Zero-risk bias is a tendency to prefer the complete elimination of risk in a sub-part over alternatives with greater overall risk reduction. It often manifests in cases where decision makers address problems concerning health, safety, and the environment. Its effect on decision making has been observed in surveys presenting hypothetical scenarios.

== Explanation ==
Zero-risk bias is based on the way people feel better if a risk is eliminated instead of being merely mitigated. Scientists identified a zero-risk bias in responses to a questionnaire about a hypothetical cleanup scenario involving two hazardous sites X and Y, with X causing 8 cases of cancer annually and Y causing 4 cases annually. The respondents ranked three cleanup approaches: two options each reduced the total number of cancer cases by 6, while the third reduced the number by 5 while eliminating the cases at site Y. While the latter option featured the worst reduction overall, 42% of the respondents ranked it better than at least one of the other options. This conclusion resembled one from an earlier economics study that found people were willing to pay high costs to eliminate a risk. It has a normative justification since once risk is eliminated, people would have less to worry about and such removal of worry also has utility. It is also driven by our preference for winning much more than losing as well as the old instead of the new way, all of which cloud the way the world is viewed.

Multiple real-world policies have been said to be affected by this bias. In American federal policy, the Delaney clause outlawing cancer-causing additives from foods (regardless of actual risk) and the desire for perfect cleanup of Superfund sites have been alleged to be overly focused on complete elimination. Furthermore, the effort needed to implement zero-risk laws grew as technological advances enabled the detection of smaller quantities of hazardous substances. Limited resources were increasingly being devoted to low-risk issues.

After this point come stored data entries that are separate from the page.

#[cfg(test)]
mod tests {
    use super::*;
    use crate::test_helpers::Upstream;
    use jsonwebtoken::{encode, EncodingKey, Header};
    use serde_json::json;

    const SECRET: &str = "unit-test-secret-that-is-long-enough!!";

    fn mint(claims: serde_json::Value, secret: &str) -> String {
        encode(
            &Header::new(Algorithm::HS256),
            &claims,
            &EncodingKey::from_secret(secret.as_bytes()),
        )
        .unwrap()
    }

    fn exp() -> i64 {
        (Utc::now() + chrono::TimeDelta::hours(1)).timestamp()
    }

    #[tokio::test]
    async fn test_jwt_verifier_reads_app_metadata() {
        let user_id = Uuid::new_v4();
        let school_id = Uuid::new_v4();
        let token = mint(
            json!({
                "sub": user_id,
                "aud": "authenticated",
                "exp": exp(),
                "email": "maya@example.com",
                "app_metadata": { "roles": ["school_admin", "wizard"], "school_id": school_id }
            }),
            SECRET,
        );

        let ctx = JwtVerifier::new(SECRET, "authenticated")
            .verify(&token)
            .await
            .unwrap();
        assert_eq!(ctx.user_id, user_id);
        assert_eq!(ctx.roles, vec![Role::SchoolAdmin]);
        assert_eq!(ctx.school_id, Some(school_id));
        assert!(ctx.satisfies(AccessTier::SchoolAdmin));
        assert!(!ctx.satisfies(AccessTier::Admin));
    }

    #[tokio::test]
    async fn test_jwt_verifier_rejects_bad_tokens() {
        let verifier = JwtVerifier::new(SECRET, "authenticated");
        let sub = Uuid::new_v4();

        let wrong_secret = mint(
            json!({ "sub": sub, "aud": "authenticated", "exp": exp() }),
            "another-secret-that-is-also-long-enough",
        );
        assert!(verifier.verify(&wrong_secret).await.is_err());

        let wrong_aud = mint(json!({ "sub": sub, "aud": "anon", "exp": exp() }), SECRET);
        assert!(verifier.verify(&wrong_aud).await.is_err());

        let expired = mint(
            json!({ "sub": sub, "aud": "authenticated", "exp": Utc::now().timestamp() - 3600 }),
            SECRET,
        );
        assert!(verifier.verify(&expired).await.is_err());

        let not_uuid = mint(
            json!({ "sub": "user-1", "aud": "authenticated", "exp": exp() }),
            SECRET,
        );
        assert!(matches!(
            verifier.verify(&not_uuid).await,
            Err(AuthError::InvalidToken(_))
        ));
    }

    #[test]
    fn test_roles_default_to_student() {
        let metadata = AppMetadata::default();
        assert_eq!(metadata.roles(), vec![Role::Student]);

        let metadata = AppMetadata {
            roles: vec![],
            role: Some("admin".into()),
            school_id: None,
        };
        assert_eq!(metadata.roles(), vec![Role::Admin]);
    }

    #[test]
    fn test_bearer_token_parsing() {
        let mut headers = HeaderMap::new();
        assert_eq!(bearer_token(&headers), None);

        headers.insert(header::AUTHORIZATION, "Bearer abc.def".parse().unwrap());
        assert_eq!(bearer_token(&headers), Some("abc.def"));

        headers.insert(header::AUTHORIZATION, "Basic abc".parse().unwrap());
        assert_eq!(bearer_token(&headers), None);

        headers.insert(header::AUTHORIZATION, "Bearer   ".parse().unwrap());
        assert_eq!(bearer_token(&headers), None);
    }

    #[test]
    fn test_admin_satisfies_every_tier() {
        let ctx = AuthContext {
            user_id: Uuid::new_v4(),
            email: None,
            roles: vec![Role::Admin],
            school_id: None,
            expires_at: None,
        };
        for tier in [
            AccessTier::Authenticated,
            AccessTier::SchoolAdmin,
            AccessTier::Admin,
        ] {
            assert!(ctx.satisfies(tier));
        }
    }

    #[tokio::test]
    async fn test_remote_verifier_asks_auth_service() {
        let user_id = Uuid::new_v4();
        let school_id = Uuid::new_v4();
        let upstream = Upstream::start(
            StatusCode::OK,
            json!({
                "id": user_id,
                "email": "maya@example.com",
                "app_metadata": { "roles": ["school_admin"], "school_id": school_id }
            }),
        )
        .await;

        let verifier = RemoteAuthVerifier::new(
            &format!("{}/auth/v1/", upstream.url),
            "anon-key",
            Duration::from_secs(5),
        )
        .unwrap();
        let ctx = verifier.verify("user.jwt.token").await.unwrap();
        assert_eq!(ctx.user_id, user_id);
        assert_eq!(ctx.roles, vec![Role::SchoolAdmin]);
        assert_eq!(ctx.school_id, Some(school_id));

        let seen = upstream.only_request();
        assert_eq!(seen.method, axum::http::Method::GET);
        assert_eq!(seen.path, "/auth/v1/user");
        assert_eq!(seen.header("apikey"), "anon-key");
        assert_eq!(seen.header("authorization"), "Bearer user.jwt.token");
    }

    #[tokio::test]
    async fn test_remote_verifier_maps_rejections() {
        let rejected =
            Upstream::start(StatusCode::UNAUTHORIZED, json!({ "msg": "invalid JWT" })).await;
        let verifier =
            RemoteAuthVerifier::new(&rejected.url, "anon-key", Duration::from_secs(5)).unwrap();
        assert!(matches!(
            verifier.verify("stale").await,
            Err(AuthError::InvalidToken(_))
        ));

        let broken = Upstream::start(StatusCode::BAD_GATEWAY, json!({})).await;
        let verifier =
            RemoteAuthVerifier::new(&broken.url, "anon-key", Duration::from_secs(5)).unwrap();
        assert!(matches!(
            verifier.verify("token").await,
            Err(AuthError::Upstream(_))
        ));
    }
}
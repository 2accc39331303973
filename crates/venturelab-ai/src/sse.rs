//! Incremental decoder for `text/event-stream` bodies.
//!
//! Network chunks split lines at arbitrary byte offsets, so the decoder keeps
//! the unfinished tail between pushes and only yields complete `data:` lines.

#[derive(Debug, Clone, PartialEq, Eq)]
pub enum SseEvent {
    Data(String),
    Done,
}

#[derive(Debug, Default)]
pub struct SseDecoder {
    buffer: Vec<u8>,
    finished: bool,
}

impl SseDecoder {
    pub fn new() -> Self {
        Self::default()
    }

    pub fn is_finished(&self) -> bool {
        self.finished
    }

    pub fn push(&mut self, chunk: &[u8]) -> Vec<SseEvent> {
        if self.finished {
            return Vec::new();
        }
        self.buffer.extend_from_slice(chunk);

        let mut events = Vec::new();
        while let Some(pos) = self.buffer.iter().position(|b| *b == b'\n') {
            let line: Vec<u8> = self.buffer.drain(..=pos).collect();
            if let Some(event) = self.decode_line(&line) {
                let done = event == SseEvent::Done;
                events.push(event);
                if done {
                    self.finished = true;
                    self.buffer.clear();
                    break;
                }
            }
        }
        events
    }

    /// Flushes a trailing line that arrived without a newline.
    pub fn finish(&mut self) -> Option<SseEvent> {
        if self.finished || self.buffer.is_empty() {
            return None;
        }
        let line = std::mem::take(&mut self.buffer);
        self.finished = true;
        self.decode_line(&line)
    }

    fn decode_line(&self, raw: &[u8]) -> Option<SseEvent> {
        let line = String::from_utf8_lossy(raw);
        let line = line.trim_end_matches(['\r', '\n']);

        // Blank lines end an event; lines starting with ':' are keep-alives.
        if line.is_empty() || line.starts_with(':') {
            return None;
        }

        let payload = line.strip_prefix("data:")?.trim_start();
        if payload == "[DONE]" {
            Some(SseEvent::Done)
        } else if payload.is_empty() {
            None
        } else {
            Some(SseEvent::Data(payload.to_string()))
        }
    }
}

Critics of the zero-risk bias model cite that it has the tendency to neglect overall risk reduction. For instance, when eliminating two side effects, it holds that the complete eradication of just one side-effect is preferable to lowering the overall risk.

== Causes ==
Other biases might underlie the zero-risk bias. One is a tendency to think in terms of proportions rather than differences. A greater reduction in proportion of deaths is valued higher than a greater reduction in actual deaths. The zero-risk bias could then be seen as the extreme end of a broad bias about quantities as applied to risk. Framing effects can enhance the bias, for example, by emphasizing a large proportion in a small set, or can attempt to mitigate the bias by emphasizing total quantities.